F is a component that forms a glass network. It is also a component that can increase light transmittance, particularly light transmittance in the ultraviolet region. Further, it is a component that can adjust the refractive index and the Abbe's number. The content of F is preferably from 0% to 10%, from 0.1% to 7.5%, or from 0.5% to 5%, and particularly preferably from 1% to 3%. When the F content is too large, chemical durability tends to deteriorate. Furthermore, since F is highly volatile, the volatilized component may adhere to the glass surface during bead production and deteriorate the surface properties.
In addition to the components described above, the glass according to an embodiment of the present invention may also contain the following components.
MgO, SrO, BaO, and ZnO are components that, similar to CaO, stabilize vitrification as intermediates. In addition, they are components that easily reduce the viscosity of the glass without significantly reducing the chemical durability of the glass. The sum of these components is preferably from 0.1% to 50%, or from 1% to 40%, and particularly preferably from 2% to 30%. The content of each of MgO, SrO, BaO, and ZnO is preferably from 0% to 50%, from 0.1% to 50%, or from 1% to 40%, and particularly preferably from 2% to 30%.

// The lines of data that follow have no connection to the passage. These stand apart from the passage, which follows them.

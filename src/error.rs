use std::time::Duration;
use thiserror::Error;

/// Errors surfaced by the review pipeline.
///
/// Failures that the lifecycle controller recovers from by restarting a job are
/// described by [`RestartCause`] and only escape through
/// [`ReviewError::RestartLimit`] when a finite restart cap is configured.
#[derive(Debug, Error)]
pub enum ReviewError {
    #[error("credential exchange failed: {0}")]
    Auth(String),

    #[error("{source_label}: job submission was rejected")]
    SubmissionRejected { source_label: String },

    #[error("request failed: {0}")]
    Http(#[from] reqwest::Error),

    #[error("{endpoint} returned HTTP {status}")]
    UnexpectedStatus { endpoint: &'static str, status: u16 },

    #[error("invalid JSON from remote: {0}")]
    Decode(#[from] serde_json::Error),

    #[error("malformed response: {0}")]
    MalformedResponse(String),

    #[error("result payload is not a findings list: {0}")]
    Translation(String),

    #[error("{source_label}: giving up after {restarts} restarts (last cause: {cause})")]
    RestartLimit {
        source_label: String,
        restarts: u32,
        cause: RestartCause,
    },

    #[error("{tracker} rejected issue: {detail}")]
    Tracker {
        tracker: &'static str,
        detail: String,
    },

    #[error(transparent)]
    Config(#[from] ConfigError),
}

/// Why a polled job was abandoned in favour of a fresh submission.
#[derive(Debug, Clone, PartialEq, Eq)]
pub enum RestartCause {
    RemoteFailure,
    TimeoutExceeded { elapsed: Duration },
    TransportRetriesExhausted { attempts: u32, last_error: String },
}

impl std::fmt::Display for RestartCause {
    fn fmt(&self, f: &mut std::fmt::Formatter<'_>) -> std::fmt::Result {
        match self {
            RestartCause::RemoteFailure => write!(f, "remote reported FAILURE"),
            RestartCause::TimeoutExceeded { elapsed } => {
                write!(f, "execution took too long ({} seconds)", elapsed.as_secs())
            }
            RestartCause::TransportRetriesExhausted {
                attempts,
                last_error,
            } => write!(f, "{attempts} poll errors, last: {last_error}"),
        }
    }
}

#[derive(Debug, Error, PartialEq, Eq)]
pub enum ConfigError {
    #[error("missing required environment variable: {0}")]
    MissingEnv(String),

    #[error("invalid configuration: {0}")]
    Invalid(String),
}

pub type Result<T> = std::result::Result<T, ReviewError>;
use super::{IssueFiler, IssueRef};
use crate::config::Jira;
use crate::error::{Result, ReviewError};
use async_trait::async_trait;
use serde::Deserialize;
use tracing::info;

pub struct JiraFiler {
    client: reqwest::Client,
    base_url: String,
    username: String,
    token: String,
    project_key: String,
    issue_type: String,
}

#[derive(Deserialize)]
struct CreatedIssue {
    key: String,
}

impl JiraFiler {
    pub fn new(client: reqwest::Client, cfg: &Jira, token: String) -> Self {
        Self {
            client,
            base_url: cfg.base_url.trim_end_matches('/').to_string(),
            username: cfg.username.clone(),
            token,
            project_key: cfg.project_key.clone(),
            issue_type: cfg.issue_type.clone(),
        }
    }
}

#[async_trait]
impl IssueFiler for JiraFiler {
    fn name(&self) -> &'static str {
        "jira"
    }

    async fn file_issue(&self, title: &str, body: &str) -> Result<IssueRef> {
        let payload = serde_json::json!({
            "fields": {
                "project": { "key": self.project_key },
                "summary": title,
                "description": body,
                "issuetype": { "name": self.issue_type },
            }
        });

        let response = self
            .client
            .post(format!("{}/rest/api/2/issue", self.base_url))
            .basic_auth(&self.username, Some(&self.token))
            .json(&payload)
            .send()
            .await?;

        let status = response.status();
        let text = response.text().await?;
        if status.as_u16() != 201 {
            return Err(ReviewError::Tracker {
                tracker: "jira",
                detail: format!("HTTP {status}: {text}"),
            });
        }

        let created: CreatedIssue = serde_json::from_str(&text)?;
        let url = format!("{}/browse/{}", self.base_url, created.key);
        info!("Jira issue created: {url}");
        Ok(IssueRef {
            tracker: self.name().to_string(),
            key: created.key,
            url: Some(url),
        })
    }
}
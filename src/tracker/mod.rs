pub mod dry_run;
pub mod github;
pub mod jira;

use crate::config::{Config, Secrets};
use crate::error::{ConfigError, Result};
use async_trait::async_trait;
use serde::{Deserialize, Serialize};
use std::sync::Arc;

pub use dry_run::DryRunFiler;
pub use github::GitHubFiler;
pub use jira::JiraFiler;

#[derive(Debug, Clone, PartialEq, Eq, Serialize, Deserialize)]
pub struct IssueRef {
    pub tracker: String,
    pub key: String,
    #[serde(default)]
    pub url: Option<String>,
}

/// Destination for findings. Backends only ever see a title and a body.
#[async_trait]
pub trait IssueFiler: Send + Sync {
    fn name(&self) -> &'static str;

    async fn file_issue(&self, title: &str, body: &str) -> Result<IssueRef>;
}

/// One filer per configured backend; `dry_run` replaces them all.
pub fn build_filers(
    cfg: &Config,
    secrets: &Secrets,
    client: reqwest::Client,
    dry_run: bool,
) -> Result<Vec<Arc<dyn IssueFiler>>> {
    if dry_run {
        let filer: Arc<dyn IssueFiler> = Arc::new(DryRunFiler::default());
        return Ok(vec![filer]);
    }

    let mut filers: Vec<Arc<dyn IssueFiler>> = Vec::new();
    for backend in &cfg.tracker.backends {
        match backend.as_str() {
            "jira" => {
                let token = secrets
                    .jira_token
                    .clone()
                    .ok_or_else(|| ConfigError::MissingEnv(cfg.env.jira_token.clone()))?;
                filers.push(Arc::new(JiraFiler::new(
                    client.clone(),
                    &cfg.tracker.jira,
                    token,
                )));
            }
            "github" => {
                let token = secrets
                    .github_token
                    .clone()
                    .ok_or_else(|| ConfigError::MissingEnv(cfg.env.github_token.clone()))?;
                filers.push(Arc::new(GitHubFiler::new(
                    client.clone(),
                    &cfg.tracker.github,
                    token,
                )));
            }
            "dry_run" => filers.push(Arc::new(DryRunFiler::default())),
            other => {
                return Err(
                    ConfigError::Invalid(format!("unknown tracker backend: {other}")).into(),
                );
            }
        }
    }
    Ok(filers)
}
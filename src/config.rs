use crate::error::ConfigError;
use anyhow::{Context, Result};
use serde::{Deserialize, Serialize};
use std::path::{Path, PathBuf};

pub const KNOWN_BACKENDS: &[&str] = &["jira", "github", "dry_run"];

#[derive(Debug, Clone, Default, Serialize, Deserialize)]
pub struct Config {
    #[serde(default)]
    pub global: Global,
    #[serde(default)]
    pub service: Service,
    #[serde(default)]
    pub polling: Polling,
    #[serde(default)]
    pub selection: Selection,
    #[serde(default)]
    pub sanitize: Sanitize,
    #[serde(default)]
    pub tracker: Tracker,
    #[serde(default)]
    pub env: EnvNames,
    #[serde(default)]
    pub output: Output,
    #[serde(default)]
    pub logging: Logging,
    #[serde(default)]
    pub debug: Debug,
}

impl Config {
    pub fn load(path: &Path) -> Result<Self> {
        let raw = std::fs::read_to_string(path)
            .with_context(|| format!("reading config: {}", path.display()))?;
        let cfg: Config = toml::from_str(&raw).with_context(|| "parsing TOML")?;
        Ok(cfg)
    }

    /// Rejects settings the pipeline cannot run with.
    pub fn validate(&self) -> std::result::Result<(), ConfigError> {
        if self.service.job_slug.trim().is_empty() {
            return Err(ConfigError::Invalid("service.job_slug is empty".into()));
        }
        if self.polling.interval_seconds == 0 {
            return Err(ConfigError::Invalid(
                "polling.interval_seconds must be > 0".into(),
            ));
        }
        if self.polling.transport_retry_cap == 0 {
            return Err(ConfigError::Invalid(
                "polling.transport_retry_cap must be >= 1".into(),
            ));
        }
        for backend in &self.tracker.backends {
            if !KNOWN_BACKENDS.contains(&backend.as_str()) {
                return Err(ConfigError::Invalid(format!(
                    "unknown tracker backend: {backend}"
                )));
            }
        }
        if self.tracker.uses("jira")
            && (self.tracker.jira.base_url.is_empty() || self.tracker.jira.username.is_empty())
        {
            return Err(ConfigError::Invalid(
                "tracker.jira.base_url and tracker.jira.username are required".into(),
            ));
        }
        if self.tracker.uses("github")
            && (self.tracker.github.owner.is_empty() || self.tracker.github.repo.is_empty())
        {
            return Err(ConfigError::Invalid(
                "tracker.github.owner and tracker.github.repo are required".into(),
            ));
        }
        Ok(())
    }
}

#[derive(Debug, Clone, Serialize, Deserialize)]
pub struct Global {
    pub print_summary: bool,
    /// Upper bound on files analyzed at once; 0 leaves it unbounded.
    pub max_parallel_files: usize,
}
impl Default for Global {
    fn default() -> Self {
        Self {
            print_summary: true,
            max_parallel_files: 0,
        }
    }
}

#[derive(Debug, Clone, Serialize, Deserialize)]
pub struct Service {
    pub identity_url: String,
    pub api_url: String,
    pub job_slug: String,
    pub request_timeout_seconds: u64,
}
impl Default for Service {
    fn default() -> Self {
        Self {
            identity_url: "https://idm.stackspot.com".into(),
            api_url: "https://genai-code-buddy-api.stackspot.com".into(),
            job_slug: "".into(),
            request_timeout_seconds: 60,
        }
    }
}

#[derive(Debug, Clone, Serialize, Deserialize)]
pub struct Polling {
    pub interval_seconds: u64,
    pub timeout_limit_seconds: u64,
    pub transport_retry_cap: u32,
    /// Absent means restart forever.
    #[serde(default)]
    pub max_restarts: Option<u32>,
}
impl Default for Polling {
    fn default() -> Self {
        Self {
            interval_seconds: 5,
            timeout_limit_seconds: 600,
            transport_retry_cap: 3,
            max_restarts: None,
        }
    }
}

#[derive(Debug, Clone, Serialize, Deserialize)]
pub struct Selection {
    pub rules_file: String,
    pub skip_dirs: Vec<String>,
}
impl Default for Selection {
    fn default() -> Self {
        Self {
            rules_file: "scripts/define-scannable-files.yaml".into(),
            skip_dirs: vec![".git".into()],
        }
    }
}

#[derive(Debug, Clone, Serialize, Deserialize)]
pub struct Sanitize {
    pub comment_marker: String,
    pub normalize_newlines: bool,
    pub normalize_unicode: bool,
}
impl Default for Sanitize {
    fn default() -> Self {
        Self {
            comment_marker: "#".into(),
            normalize_newlines: true,
            normalize_unicode: false,
        }
    }
}

#[derive(Debug, Clone, Serialize, Deserialize)]
pub struct Tracker {
    pub backends: Vec<String>,
    #[serde(default)]
    pub jira: Jira,
    #[serde(default)]
    pub github: GitHub,
}
impl Default for Tracker {
    fn default() -> Self {
        Self {
            backends: vec!["jira".into()],
            jira: Default::default(),
            github: Default::default(),
        }
    }
}
impl Tracker {
    pub fn uses(&self, backend: &str) -> bool {
        self.backends.iter().any(|b| b == backend)
    }
}

#[derive(Debug, Clone, Serialize, Deserialize)]
pub struct Jira {
    pub base_url: String,
    pub username: String,
    pub project_key: String,
    pub issue_type: String,
}
impl Default for Jira {
    fn default() -> Self {
        Self {
            base_url: "".into(),
            username: "".into(),
            project_key: "POC".into(),
            issue_type: "Task".into(),
        }
    }
}

#[derive(Debug, Clone, Serialize, Deserialize)]
pub struct GitHub {
    pub api_url: String,
    pub owner: String,
    pub repo: String,
}
impl Default for GitHub {
    fn default() -> Self {
        Self {
            api_url: "https://api.github.com".into(),
            owner: "".into(),
            repo: "".into(),
        }
    }
}

/// Names of the environment variables secrets are read from.
#[derive(Debug, Clone, Serialize, Deserialize)]
pub struct EnvNames {
    pub client_id: String,
    pub client_secret: String,
    pub realm: String,
    pub jira_token: String,
    pub github_token: String,
    pub workspace: String,
}
impl Default for EnvNames {
    fn default() -> Self {
        Self {
            client_id: "CLIENT_ID".into(),
            client_secret: "CLIENT_SECRET".into(),
            realm: "CLIENT_REALM".into(),
            jira_token: "JIRA_API_TOKEN".into(),
            github_token: "GITHUB_TOKEN".into(),
            workspace: "GITHUB_WORKSPACE".into(),
        }
    }
}

#[derive(Debug, Clone, Serialize, Deserialize)]
pub struct Output {
    pub write_report_json: bool,
    pub report_path: String,
}
impl Default for Output {
    fn default() -> Self {
        Self {
            write_report_json: true,
            report_path: "qc-review-report.json".into(),
        }
    }
}

#[derive(Debug, Clone, Serialize, Deserialize)]
pub struct Logging {
    pub level: String,
    pub json: bool,
    pub write_to_file: bool,
    pub file_path: String,
}
impl Default for Logging {
    fn default() -> Self {
        Self {
            level: "info".into(),
            json: false,
            write_to_file: false,
            file_path: "".into(),
        }
    }
}

#[derive(Debug, Clone, Serialize, Deserialize)]
pub struct Debug {
    pub dump_effective_config: bool,
}
impl Default for Debug {
    fn default() -> Self {
        Self {
            dump_effective_config: false,
        }
    }
}

/// Credentials pulled from the environment once at startup.
#[derive(Clone)]
pub struct Secrets {
    pub client_id: String,
    pub client_secret: String,
    pub realm: String,
    pub jira_token: Option<String>,
    pub github_token: Option<String>,
}

impl std::fmt::Debug for Secrets {
    fn fmt(&self, f: &mut std::fmt::Formatter<'_>) -> std::fmt::Result {
        f.debug_struct("Secrets")
            .field("client_id", &self.client_id)
            .field("realm", &self.realm)
            .finish_non_exhaustive()
    }
}

impl Secrets {
    pub fn from_env(cfg: &Config) -> std::result::Result<Self, ConfigError> {
        Self::from_lookup(cfg, |name| std::env::var(name).ok())
    }

    /// Tracker tokens are only required for the backends that are enabled.
    pub fn from_lookup<F>(cfg: &Config, lookup: F) -> std::result::Result<Self, ConfigError>
    where
        F: Fn(&str) -> Option<String>,
    {
        let required = |name: &str| {
            lookup(name)
                .filter(|v| !v.is_empty())
                .ok_or_else(|| ConfigError::MissingEnv(name.to_string()))
        };

        let client_id = required(&cfg.env.client_id)?;
        let client_secret = required(&cfg.env.client_secret)?;
        let realm = required(&cfg.env.realm)?;
        let jira_token = if cfg.tracker.uses("jira") {
            Some(required(&cfg.env.jira_token)?)
        } else {
            None
        };
        let github_token = if cfg.tracker.uses("github") {
            Some(required(&cfg.env.github_token)?)
        } else {
            None
        };

        Ok(Self {
            client_id,
            client_secret,
            realm,
            jira_token,
            github_token,
        })
    }
}

/// Rule file location: the CI workspace root when set, else the repository.
pub fn resolve_rules_path(cfg: &Config, repo: &Path, workspace: Option<&str>) -> PathBuf {
    let rules = Path::new(&cfg.selection.rules_file);
    if rules.is_absolute() {
        return rules.to_path_buf();
    }
    match workspace.filter(|w| !w.is_empty()) {
        Some(ws) => PathBuf::from(ws).join(rules),
        None => repo.join(rules),
    }
}
use qc_review::config::Config;
use qc_review::sanitize::sanitize_code;
use qc_review::select::{collect_sources, SelectionRules};

fn rules() -> SelectionRules {
    SelectionRules::parse(
        r#"
explicit_allow_list: [Dockerfile, setup.py]
implicit_allow_extensions: [".py", ".tf"]
explicit_deny_list: [setup.py, conftest.py]
"#,
    )
    .expect("parse rules")
}

#[test]
fn deny_list_always_wins() {
    let r = rules();
    assert!(!r.is_allowed("setup.py"));
    assert!(!r.is_allowed("conftest.py"));
}

#[test]
fn allow_list_and_extensions_include() {
    let r = rules();
    assert!(r.is_allowed("Dockerfile"));
    assert!(r.is_allowed("main.tf"));
    assert!(r.is_allowed("app.py"));
    assert!(!r.is_allowed("README.md"));
}

#[test]
fn missing_keys_default_to_empty() {
    let r = SelectionRules::parse("implicit_allow_extensions: ['.rs']\n").unwrap();
    assert!(r.is_allowed("lib.rs"));
    assert!(SelectionRules::parse("").unwrap().explicit_allow_list.is_empty());
}

#[test]
fn sanitize_strips_comments_and_blank_lines() {
    let cfg = Config::default();
    assert_eq!(
        sanitize_code(&cfg.sanitize, "print(1)\n# comment\n"),
        "print(1)"
    );
    assert_eq!(
        sanitize_code(&cfg.sanitize, "  x = 1  # set x\r\n\r\n\ty = 2\n"),
        "x = 1\ny = 2"
    );
    assert_eq!(sanitize_code(&cfg.sanitize, "# only\n#comments\n"), "");
}

#[test]
fn collect_sources_walks_and_sanitizes() {
    let dir = tempfile::tempdir().unwrap();
    let root = dir.path();
    std::fs::create_dir_all(root.join("pkg")).unwrap();
    std::fs::create_dir_all(root.join(".git")).unwrap();
    std::fs::write(root.join("pkg/foo.py"), "print(1)\n# comment\n").unwrap();
    std::fs::write(root.join("pkg/empty.py"), "# nothing here\n").unwrap();
    std::fs::write(root.join("setup.py"), "setup()\n").unwrap();
    std::fs::write(root.join("notes.md"), "# notes\n").unwrap();
    std::fs::write(root.join(".git/hook.py"), "x = 1\n").unwrap();

    let cfg = Config::default();
    let files = collect_sources(root, &rules(), &cfg).unwrap();

    let names: Vec<_> = files
        .iter()
        .map(|f| f.path.file_name().unwrap().to_string_lossy().to_string())
        .collect();
    assert_eq!(names, vec!["empty.py", "foo.py"]);
    assert_eq!(files[0].payload, "");
    assert_eq!(files[1].payload, "print(1)");
}

#[test]
fn non_utf8_files_are_skipped() {
    let dir = tempfile::tempdir().unwrap();
    let root = dir.path();
    std::fs::write(root.join("bad.py"), [0x66u8, 0x6f, 0xff, 0xfe, 0x0a]).unwrap();
    std::fs::write(root.join("good.py"), "ok = True\n").unwrap();

    let files = collect_sources(root, &rules(), &Config::default()).unwrap();

    assert_eq!(files.len(), 1);
    assert_eq!(files[0].path.file_name().unwrap(), "good.py");
    assert_eq!(files[0].payload, "ok = True");
}

#[test]
fn unicode_is_left_alone_unless_enabled() {
    let mut cfg = Config::default();
    let code = "name = \"\u{FB01}le\"\nwide = \"\u{FF21}\"\n";
    assert_eq!(
        sanitize_code(&cfg.sanitize, code),
        "name = \"\u{FB01}le\"\nwide = \"\u{FF21}\""
    );

    cfg.sanitize.normalize_unicode = true;
    assert_eq!(
        sanitize_code(&cfg.sanitize, code),
        "name = \"file\"\nwide = \"A\""
    );
}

P2O5 is a component that forms a glass network and that improves the light transmittance and devitrification resistance of the glass. It is also a component that easily lowers the softening point of the glass. The content of P2O5 is preferably from 0% to 5%, or from 0% to 4.5%, and particularly preferably from 0% to 4%. When the P2O5 content is too large, the refractive index tends to decrease. In addition, striae are likely to occur.
ZrO2 is a component that improves weather resistance and that increases the refractive index. The content of ZrO2 is preferably from 0% to 10%, or from 0% to 7.5%, and particularly preferably from 0% to 5%. When the ZrO2 content is too large, the softening point tends to go up. In addition, devitrification resistance tends to decrease.
NiO, Cr2O3, and CuO are components that color the glass and that easily reduce light transmittance, particularly in the ultraviolet region to the visible region. As such, the content of each of these components is preferably 1% or less, 0.75% or less, or 0.5% or less, and particularly preferably substantially not contained.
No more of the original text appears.